Segment Start: Task input

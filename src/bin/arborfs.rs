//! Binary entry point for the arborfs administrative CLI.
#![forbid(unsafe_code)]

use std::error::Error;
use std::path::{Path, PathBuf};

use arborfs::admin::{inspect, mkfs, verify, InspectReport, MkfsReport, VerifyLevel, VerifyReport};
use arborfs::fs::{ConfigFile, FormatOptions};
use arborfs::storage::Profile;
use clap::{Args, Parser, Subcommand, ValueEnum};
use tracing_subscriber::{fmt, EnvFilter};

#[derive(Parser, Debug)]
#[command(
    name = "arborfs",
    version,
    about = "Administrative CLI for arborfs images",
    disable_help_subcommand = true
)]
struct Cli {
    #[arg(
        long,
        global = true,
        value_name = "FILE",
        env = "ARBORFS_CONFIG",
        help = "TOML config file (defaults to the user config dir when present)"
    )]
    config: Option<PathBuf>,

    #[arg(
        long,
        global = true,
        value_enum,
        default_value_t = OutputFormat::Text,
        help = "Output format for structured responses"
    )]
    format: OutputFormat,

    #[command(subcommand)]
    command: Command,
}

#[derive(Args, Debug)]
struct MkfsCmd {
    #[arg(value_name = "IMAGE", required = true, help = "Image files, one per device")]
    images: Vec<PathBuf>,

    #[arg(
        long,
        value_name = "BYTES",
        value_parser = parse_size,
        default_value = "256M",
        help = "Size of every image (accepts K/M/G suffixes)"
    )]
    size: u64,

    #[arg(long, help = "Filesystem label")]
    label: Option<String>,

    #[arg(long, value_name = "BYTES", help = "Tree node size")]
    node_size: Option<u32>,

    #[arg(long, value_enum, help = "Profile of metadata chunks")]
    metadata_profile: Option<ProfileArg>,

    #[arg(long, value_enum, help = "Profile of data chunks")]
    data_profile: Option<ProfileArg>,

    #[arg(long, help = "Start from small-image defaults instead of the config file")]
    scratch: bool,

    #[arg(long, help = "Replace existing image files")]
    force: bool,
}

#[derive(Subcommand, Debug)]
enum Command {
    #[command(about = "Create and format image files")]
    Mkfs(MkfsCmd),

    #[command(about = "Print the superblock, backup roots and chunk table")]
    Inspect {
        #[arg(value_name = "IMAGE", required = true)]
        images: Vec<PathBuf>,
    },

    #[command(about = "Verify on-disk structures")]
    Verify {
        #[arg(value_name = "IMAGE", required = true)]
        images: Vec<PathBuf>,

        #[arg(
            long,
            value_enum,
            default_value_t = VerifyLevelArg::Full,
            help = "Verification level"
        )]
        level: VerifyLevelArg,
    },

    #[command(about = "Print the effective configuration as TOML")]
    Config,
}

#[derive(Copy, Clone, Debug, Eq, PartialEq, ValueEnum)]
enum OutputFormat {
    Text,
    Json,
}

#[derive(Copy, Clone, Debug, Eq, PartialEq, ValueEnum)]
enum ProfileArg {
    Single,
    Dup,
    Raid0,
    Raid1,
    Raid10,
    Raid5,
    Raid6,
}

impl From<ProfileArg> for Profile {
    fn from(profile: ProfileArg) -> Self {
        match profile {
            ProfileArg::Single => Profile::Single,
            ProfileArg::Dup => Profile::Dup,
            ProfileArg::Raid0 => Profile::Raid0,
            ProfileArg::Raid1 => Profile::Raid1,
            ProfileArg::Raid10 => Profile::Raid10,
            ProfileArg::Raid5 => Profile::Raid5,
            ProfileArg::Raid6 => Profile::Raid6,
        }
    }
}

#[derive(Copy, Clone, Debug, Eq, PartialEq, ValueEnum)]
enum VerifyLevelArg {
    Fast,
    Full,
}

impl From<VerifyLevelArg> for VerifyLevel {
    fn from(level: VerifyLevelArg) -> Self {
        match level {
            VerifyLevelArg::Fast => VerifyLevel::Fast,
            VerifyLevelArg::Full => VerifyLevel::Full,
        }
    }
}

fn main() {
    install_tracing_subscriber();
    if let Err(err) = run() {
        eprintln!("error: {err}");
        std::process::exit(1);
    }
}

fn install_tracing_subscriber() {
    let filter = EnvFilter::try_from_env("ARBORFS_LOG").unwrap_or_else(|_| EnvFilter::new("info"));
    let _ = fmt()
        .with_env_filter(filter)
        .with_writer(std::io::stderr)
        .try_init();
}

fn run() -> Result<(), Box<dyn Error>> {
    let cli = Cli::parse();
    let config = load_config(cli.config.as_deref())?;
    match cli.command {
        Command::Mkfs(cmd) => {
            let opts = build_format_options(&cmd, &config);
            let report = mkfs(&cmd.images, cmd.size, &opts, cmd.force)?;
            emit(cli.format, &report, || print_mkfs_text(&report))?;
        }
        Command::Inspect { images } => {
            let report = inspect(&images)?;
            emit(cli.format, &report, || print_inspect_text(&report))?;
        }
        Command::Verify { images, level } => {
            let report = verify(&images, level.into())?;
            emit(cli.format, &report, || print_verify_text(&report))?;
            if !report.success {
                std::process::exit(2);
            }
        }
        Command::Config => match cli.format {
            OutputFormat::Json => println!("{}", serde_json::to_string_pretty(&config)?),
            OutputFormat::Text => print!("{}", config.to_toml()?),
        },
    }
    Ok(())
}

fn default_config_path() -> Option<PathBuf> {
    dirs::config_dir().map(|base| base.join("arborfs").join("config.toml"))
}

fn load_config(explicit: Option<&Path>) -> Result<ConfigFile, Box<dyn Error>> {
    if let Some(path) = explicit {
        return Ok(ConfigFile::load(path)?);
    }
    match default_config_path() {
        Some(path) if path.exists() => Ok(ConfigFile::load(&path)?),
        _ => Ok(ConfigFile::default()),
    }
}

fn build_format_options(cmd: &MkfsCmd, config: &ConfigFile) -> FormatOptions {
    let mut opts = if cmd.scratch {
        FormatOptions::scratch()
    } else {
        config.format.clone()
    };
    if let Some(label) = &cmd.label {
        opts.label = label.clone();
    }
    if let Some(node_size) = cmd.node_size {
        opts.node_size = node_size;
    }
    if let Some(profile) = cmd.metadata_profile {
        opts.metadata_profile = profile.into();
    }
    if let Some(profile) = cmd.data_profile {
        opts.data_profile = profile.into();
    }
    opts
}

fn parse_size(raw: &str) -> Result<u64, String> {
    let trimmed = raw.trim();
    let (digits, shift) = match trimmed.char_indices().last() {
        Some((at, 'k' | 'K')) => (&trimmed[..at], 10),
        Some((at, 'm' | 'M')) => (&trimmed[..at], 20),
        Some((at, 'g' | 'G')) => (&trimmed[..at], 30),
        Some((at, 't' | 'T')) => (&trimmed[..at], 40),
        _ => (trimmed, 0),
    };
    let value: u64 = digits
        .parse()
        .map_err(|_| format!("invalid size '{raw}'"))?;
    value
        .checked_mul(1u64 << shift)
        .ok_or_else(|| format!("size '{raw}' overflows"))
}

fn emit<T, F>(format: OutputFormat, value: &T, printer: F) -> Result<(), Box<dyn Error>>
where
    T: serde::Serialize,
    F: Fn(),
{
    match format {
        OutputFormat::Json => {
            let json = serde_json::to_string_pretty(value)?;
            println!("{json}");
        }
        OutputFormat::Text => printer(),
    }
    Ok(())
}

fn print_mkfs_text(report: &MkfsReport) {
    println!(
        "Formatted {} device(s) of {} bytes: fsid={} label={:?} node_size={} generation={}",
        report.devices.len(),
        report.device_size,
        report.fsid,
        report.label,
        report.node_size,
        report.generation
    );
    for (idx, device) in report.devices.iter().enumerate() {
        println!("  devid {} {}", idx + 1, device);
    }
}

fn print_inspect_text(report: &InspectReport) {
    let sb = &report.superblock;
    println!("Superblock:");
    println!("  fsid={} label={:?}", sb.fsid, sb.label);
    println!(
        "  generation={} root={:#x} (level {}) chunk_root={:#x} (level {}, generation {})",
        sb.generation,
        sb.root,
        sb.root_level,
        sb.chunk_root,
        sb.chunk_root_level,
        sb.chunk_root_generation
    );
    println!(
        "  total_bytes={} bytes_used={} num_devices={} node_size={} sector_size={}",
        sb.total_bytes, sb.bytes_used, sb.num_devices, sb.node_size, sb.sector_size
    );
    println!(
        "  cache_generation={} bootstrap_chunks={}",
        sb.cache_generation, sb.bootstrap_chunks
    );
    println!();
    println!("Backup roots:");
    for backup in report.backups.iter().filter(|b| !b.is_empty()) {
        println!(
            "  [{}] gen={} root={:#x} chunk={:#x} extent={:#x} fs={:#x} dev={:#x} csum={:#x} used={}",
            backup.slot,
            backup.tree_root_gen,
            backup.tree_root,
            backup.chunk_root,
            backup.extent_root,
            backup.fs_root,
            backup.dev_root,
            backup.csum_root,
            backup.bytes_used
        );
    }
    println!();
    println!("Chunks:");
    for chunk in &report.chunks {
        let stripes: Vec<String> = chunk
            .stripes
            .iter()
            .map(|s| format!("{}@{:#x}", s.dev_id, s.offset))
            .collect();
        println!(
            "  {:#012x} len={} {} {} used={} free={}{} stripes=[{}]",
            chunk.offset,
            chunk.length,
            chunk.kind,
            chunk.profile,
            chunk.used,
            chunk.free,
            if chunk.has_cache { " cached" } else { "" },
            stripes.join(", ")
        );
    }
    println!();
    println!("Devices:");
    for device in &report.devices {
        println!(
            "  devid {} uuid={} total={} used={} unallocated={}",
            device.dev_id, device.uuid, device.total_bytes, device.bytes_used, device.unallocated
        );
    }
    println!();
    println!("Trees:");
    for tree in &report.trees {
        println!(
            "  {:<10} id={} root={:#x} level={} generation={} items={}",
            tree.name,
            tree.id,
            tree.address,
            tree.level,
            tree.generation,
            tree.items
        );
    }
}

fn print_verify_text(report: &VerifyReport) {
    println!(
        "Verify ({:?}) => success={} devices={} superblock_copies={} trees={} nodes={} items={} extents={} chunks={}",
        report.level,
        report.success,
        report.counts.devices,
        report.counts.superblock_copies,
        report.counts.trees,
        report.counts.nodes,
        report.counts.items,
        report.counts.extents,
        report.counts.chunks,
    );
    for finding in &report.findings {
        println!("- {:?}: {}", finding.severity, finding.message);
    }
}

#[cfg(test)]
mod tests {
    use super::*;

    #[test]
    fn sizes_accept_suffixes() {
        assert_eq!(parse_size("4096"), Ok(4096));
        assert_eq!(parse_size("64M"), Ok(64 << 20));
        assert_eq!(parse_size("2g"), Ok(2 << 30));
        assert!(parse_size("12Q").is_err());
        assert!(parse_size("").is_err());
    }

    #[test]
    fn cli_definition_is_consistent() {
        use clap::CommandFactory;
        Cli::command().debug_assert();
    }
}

Segment End: Task input

## What to work on
For this exercise, please output exactly the lines above starting at the line with "let mut opts" and ending at the line with "if let Some(node_size)", ends included.

## Answer space
    let mut opts = if cmd.scratch {
        FormatOptions::scratch()
    } else {
        config.format.clone()
    };
    if let Some(label) = &cmd.label {
        opts.label = label.clone();
    }
    if let Some(node_size) = cmd.node_size {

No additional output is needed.